* **TASK DATA**
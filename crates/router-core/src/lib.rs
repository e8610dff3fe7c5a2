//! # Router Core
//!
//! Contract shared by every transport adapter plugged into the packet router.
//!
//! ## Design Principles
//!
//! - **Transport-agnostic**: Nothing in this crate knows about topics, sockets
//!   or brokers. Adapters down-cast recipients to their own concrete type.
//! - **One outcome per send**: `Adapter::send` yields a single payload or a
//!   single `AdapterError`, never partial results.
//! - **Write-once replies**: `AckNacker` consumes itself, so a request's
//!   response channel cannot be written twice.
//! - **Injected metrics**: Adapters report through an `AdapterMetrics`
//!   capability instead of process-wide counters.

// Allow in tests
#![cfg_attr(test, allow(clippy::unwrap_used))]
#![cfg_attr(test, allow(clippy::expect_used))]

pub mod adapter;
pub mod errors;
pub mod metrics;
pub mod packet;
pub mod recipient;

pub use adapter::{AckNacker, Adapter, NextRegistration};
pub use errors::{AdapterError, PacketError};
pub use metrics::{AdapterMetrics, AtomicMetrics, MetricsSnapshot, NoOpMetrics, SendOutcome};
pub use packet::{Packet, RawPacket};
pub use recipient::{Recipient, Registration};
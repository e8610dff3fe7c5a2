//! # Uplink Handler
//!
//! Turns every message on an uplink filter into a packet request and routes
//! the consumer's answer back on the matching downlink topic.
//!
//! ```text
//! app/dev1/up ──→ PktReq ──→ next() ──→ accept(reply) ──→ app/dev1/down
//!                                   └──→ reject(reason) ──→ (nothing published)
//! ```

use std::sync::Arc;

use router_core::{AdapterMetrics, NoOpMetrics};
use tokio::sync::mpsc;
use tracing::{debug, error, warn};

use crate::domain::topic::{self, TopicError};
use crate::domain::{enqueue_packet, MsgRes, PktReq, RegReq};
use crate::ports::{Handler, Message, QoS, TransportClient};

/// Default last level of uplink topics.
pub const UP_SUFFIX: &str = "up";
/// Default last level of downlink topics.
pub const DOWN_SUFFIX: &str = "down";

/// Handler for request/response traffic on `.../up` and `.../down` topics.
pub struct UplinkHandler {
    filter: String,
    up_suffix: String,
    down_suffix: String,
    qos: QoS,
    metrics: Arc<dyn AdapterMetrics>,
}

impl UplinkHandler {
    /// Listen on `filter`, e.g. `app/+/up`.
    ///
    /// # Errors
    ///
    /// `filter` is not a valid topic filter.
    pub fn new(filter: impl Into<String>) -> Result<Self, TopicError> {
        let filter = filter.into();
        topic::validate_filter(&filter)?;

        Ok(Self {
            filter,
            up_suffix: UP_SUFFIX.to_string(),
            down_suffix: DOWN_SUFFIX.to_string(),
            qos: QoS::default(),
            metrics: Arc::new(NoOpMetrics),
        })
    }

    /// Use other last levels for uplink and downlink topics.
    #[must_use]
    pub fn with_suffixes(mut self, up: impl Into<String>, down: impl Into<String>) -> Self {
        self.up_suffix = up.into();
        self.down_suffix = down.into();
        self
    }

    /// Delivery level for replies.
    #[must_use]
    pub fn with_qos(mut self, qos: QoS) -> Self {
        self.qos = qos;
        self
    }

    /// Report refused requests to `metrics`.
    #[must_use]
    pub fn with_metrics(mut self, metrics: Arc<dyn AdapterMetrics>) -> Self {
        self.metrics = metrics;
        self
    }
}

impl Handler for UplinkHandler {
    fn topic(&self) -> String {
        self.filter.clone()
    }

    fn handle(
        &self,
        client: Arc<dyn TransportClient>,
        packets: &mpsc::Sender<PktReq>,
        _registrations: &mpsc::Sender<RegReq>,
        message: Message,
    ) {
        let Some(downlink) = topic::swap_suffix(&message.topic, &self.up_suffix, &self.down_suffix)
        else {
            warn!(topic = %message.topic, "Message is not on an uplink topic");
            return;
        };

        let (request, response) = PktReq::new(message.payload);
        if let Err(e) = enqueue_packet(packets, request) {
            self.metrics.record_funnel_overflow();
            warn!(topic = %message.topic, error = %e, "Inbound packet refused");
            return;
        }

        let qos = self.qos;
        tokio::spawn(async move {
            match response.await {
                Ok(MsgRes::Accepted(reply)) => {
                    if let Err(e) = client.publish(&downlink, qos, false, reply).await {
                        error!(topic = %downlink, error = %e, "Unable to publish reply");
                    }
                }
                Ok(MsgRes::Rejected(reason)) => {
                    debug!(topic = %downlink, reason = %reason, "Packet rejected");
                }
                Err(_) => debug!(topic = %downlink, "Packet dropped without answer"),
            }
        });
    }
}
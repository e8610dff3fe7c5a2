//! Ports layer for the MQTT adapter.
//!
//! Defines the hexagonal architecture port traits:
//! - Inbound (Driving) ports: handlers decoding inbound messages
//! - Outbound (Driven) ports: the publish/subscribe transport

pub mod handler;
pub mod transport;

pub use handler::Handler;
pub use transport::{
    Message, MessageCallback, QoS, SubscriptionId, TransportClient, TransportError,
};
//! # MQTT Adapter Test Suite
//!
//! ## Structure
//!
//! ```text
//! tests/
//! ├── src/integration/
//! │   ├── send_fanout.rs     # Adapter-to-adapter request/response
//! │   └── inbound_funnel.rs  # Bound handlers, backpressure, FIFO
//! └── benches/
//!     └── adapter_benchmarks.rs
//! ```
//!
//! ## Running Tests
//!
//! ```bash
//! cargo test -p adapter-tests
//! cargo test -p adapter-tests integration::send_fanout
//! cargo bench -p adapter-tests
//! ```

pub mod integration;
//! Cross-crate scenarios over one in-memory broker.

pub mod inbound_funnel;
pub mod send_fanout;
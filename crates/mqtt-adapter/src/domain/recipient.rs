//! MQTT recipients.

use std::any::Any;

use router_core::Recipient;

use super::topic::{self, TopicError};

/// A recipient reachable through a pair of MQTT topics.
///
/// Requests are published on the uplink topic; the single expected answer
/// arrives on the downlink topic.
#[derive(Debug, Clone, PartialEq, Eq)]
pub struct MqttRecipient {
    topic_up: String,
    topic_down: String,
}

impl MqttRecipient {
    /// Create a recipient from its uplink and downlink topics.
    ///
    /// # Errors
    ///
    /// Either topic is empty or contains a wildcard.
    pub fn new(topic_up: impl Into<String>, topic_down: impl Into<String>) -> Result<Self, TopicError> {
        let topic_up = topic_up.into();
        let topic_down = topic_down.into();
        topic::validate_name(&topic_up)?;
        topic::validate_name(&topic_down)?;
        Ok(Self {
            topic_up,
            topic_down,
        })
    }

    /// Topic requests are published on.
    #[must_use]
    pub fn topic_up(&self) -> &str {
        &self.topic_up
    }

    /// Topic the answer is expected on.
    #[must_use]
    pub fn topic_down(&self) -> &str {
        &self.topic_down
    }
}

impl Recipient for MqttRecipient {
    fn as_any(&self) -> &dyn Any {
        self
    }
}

==

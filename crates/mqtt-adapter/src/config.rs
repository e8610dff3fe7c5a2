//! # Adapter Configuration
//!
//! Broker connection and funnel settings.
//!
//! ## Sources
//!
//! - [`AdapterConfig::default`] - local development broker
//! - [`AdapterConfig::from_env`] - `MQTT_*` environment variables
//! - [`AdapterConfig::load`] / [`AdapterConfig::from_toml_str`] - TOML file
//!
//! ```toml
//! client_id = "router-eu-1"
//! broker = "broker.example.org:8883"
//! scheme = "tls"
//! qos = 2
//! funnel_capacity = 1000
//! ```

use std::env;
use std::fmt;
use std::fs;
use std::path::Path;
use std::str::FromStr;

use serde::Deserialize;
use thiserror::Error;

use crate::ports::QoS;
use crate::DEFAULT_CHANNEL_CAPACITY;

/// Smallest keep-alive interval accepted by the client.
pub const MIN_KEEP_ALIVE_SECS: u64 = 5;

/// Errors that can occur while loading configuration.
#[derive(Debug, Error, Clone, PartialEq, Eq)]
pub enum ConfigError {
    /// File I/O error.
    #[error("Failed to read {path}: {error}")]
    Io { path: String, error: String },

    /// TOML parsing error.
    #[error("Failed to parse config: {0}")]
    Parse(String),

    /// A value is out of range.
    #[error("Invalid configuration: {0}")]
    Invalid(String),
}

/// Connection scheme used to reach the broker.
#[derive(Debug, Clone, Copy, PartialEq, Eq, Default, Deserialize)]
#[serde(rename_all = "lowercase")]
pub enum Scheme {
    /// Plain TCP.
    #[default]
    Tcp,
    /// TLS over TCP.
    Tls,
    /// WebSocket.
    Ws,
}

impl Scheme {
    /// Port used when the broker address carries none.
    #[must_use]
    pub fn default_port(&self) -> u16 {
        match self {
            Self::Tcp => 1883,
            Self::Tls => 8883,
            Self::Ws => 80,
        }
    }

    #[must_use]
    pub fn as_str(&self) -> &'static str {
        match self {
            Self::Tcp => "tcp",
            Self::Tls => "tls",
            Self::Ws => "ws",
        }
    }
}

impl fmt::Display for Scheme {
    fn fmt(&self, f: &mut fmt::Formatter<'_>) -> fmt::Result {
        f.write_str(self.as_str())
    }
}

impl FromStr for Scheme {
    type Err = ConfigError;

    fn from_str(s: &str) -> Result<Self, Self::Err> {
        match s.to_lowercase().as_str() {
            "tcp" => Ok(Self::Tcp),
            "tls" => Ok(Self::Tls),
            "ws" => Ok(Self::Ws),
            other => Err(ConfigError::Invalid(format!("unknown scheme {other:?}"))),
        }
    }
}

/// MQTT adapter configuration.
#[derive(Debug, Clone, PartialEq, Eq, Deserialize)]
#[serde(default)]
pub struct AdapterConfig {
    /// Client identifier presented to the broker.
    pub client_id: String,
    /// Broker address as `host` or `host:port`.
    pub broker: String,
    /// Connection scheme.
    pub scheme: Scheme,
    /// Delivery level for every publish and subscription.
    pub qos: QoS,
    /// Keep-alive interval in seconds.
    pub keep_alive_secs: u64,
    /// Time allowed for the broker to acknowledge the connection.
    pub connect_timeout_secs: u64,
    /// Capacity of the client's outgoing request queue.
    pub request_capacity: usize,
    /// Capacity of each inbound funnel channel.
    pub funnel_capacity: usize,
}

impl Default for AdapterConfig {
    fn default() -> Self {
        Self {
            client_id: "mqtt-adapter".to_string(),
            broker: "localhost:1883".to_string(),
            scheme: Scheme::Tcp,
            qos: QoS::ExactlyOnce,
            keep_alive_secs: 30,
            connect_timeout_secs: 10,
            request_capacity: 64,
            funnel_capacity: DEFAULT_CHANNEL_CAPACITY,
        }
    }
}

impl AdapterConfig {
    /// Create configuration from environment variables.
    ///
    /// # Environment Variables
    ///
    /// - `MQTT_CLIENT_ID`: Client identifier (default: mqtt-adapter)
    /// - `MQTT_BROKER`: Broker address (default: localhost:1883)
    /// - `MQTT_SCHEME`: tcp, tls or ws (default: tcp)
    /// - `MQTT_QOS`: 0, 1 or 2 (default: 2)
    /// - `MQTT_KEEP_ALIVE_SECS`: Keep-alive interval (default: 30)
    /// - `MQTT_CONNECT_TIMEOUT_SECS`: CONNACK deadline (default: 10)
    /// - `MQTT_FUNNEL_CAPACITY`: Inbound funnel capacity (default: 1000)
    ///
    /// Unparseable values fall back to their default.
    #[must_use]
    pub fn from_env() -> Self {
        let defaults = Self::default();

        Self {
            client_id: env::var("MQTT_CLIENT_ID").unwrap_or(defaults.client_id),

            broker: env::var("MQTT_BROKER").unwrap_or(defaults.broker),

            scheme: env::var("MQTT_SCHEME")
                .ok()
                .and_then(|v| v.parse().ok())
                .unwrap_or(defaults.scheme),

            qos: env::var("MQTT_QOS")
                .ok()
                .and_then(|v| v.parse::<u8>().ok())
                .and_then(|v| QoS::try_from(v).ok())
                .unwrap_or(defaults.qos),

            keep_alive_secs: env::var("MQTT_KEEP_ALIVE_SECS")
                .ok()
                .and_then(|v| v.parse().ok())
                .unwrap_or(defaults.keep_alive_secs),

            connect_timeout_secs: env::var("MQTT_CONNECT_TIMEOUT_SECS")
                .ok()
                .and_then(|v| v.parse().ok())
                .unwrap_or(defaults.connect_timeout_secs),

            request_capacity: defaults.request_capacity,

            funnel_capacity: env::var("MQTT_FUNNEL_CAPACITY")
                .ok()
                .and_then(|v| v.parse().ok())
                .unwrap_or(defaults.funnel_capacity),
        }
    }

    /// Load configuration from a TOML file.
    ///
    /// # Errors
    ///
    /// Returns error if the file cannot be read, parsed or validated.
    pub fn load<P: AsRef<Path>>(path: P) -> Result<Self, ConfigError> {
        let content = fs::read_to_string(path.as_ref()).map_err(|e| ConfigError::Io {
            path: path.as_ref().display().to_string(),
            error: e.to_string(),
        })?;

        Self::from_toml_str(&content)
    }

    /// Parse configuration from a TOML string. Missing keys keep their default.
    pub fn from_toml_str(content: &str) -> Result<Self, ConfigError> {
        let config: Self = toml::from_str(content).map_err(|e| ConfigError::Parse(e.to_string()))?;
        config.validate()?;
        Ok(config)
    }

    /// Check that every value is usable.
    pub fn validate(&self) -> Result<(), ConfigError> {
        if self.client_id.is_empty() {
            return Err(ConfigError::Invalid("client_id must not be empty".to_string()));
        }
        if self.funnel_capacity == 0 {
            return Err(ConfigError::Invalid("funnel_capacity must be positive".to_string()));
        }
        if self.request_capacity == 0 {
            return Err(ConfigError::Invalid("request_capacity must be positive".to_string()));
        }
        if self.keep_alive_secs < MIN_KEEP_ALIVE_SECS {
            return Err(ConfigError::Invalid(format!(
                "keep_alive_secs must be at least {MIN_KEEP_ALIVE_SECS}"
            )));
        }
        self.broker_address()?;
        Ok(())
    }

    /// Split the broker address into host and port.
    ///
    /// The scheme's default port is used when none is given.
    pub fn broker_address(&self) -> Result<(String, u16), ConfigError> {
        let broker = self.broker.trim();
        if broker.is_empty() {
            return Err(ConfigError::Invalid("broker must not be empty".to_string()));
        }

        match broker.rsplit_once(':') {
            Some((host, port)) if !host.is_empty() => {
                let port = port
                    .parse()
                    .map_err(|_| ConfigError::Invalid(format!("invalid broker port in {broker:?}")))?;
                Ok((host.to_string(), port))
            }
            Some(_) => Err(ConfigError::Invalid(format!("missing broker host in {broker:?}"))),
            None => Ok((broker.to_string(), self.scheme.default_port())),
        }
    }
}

* **INSTRUCTIONS FOR THE TASK**
Find the word "Create" in the records. Copy every line it appears in.

* **FINISHED EXERCISE**
    /// Create a recipient from its uplink and downlink topics.
    /// Create configuration from environment variables.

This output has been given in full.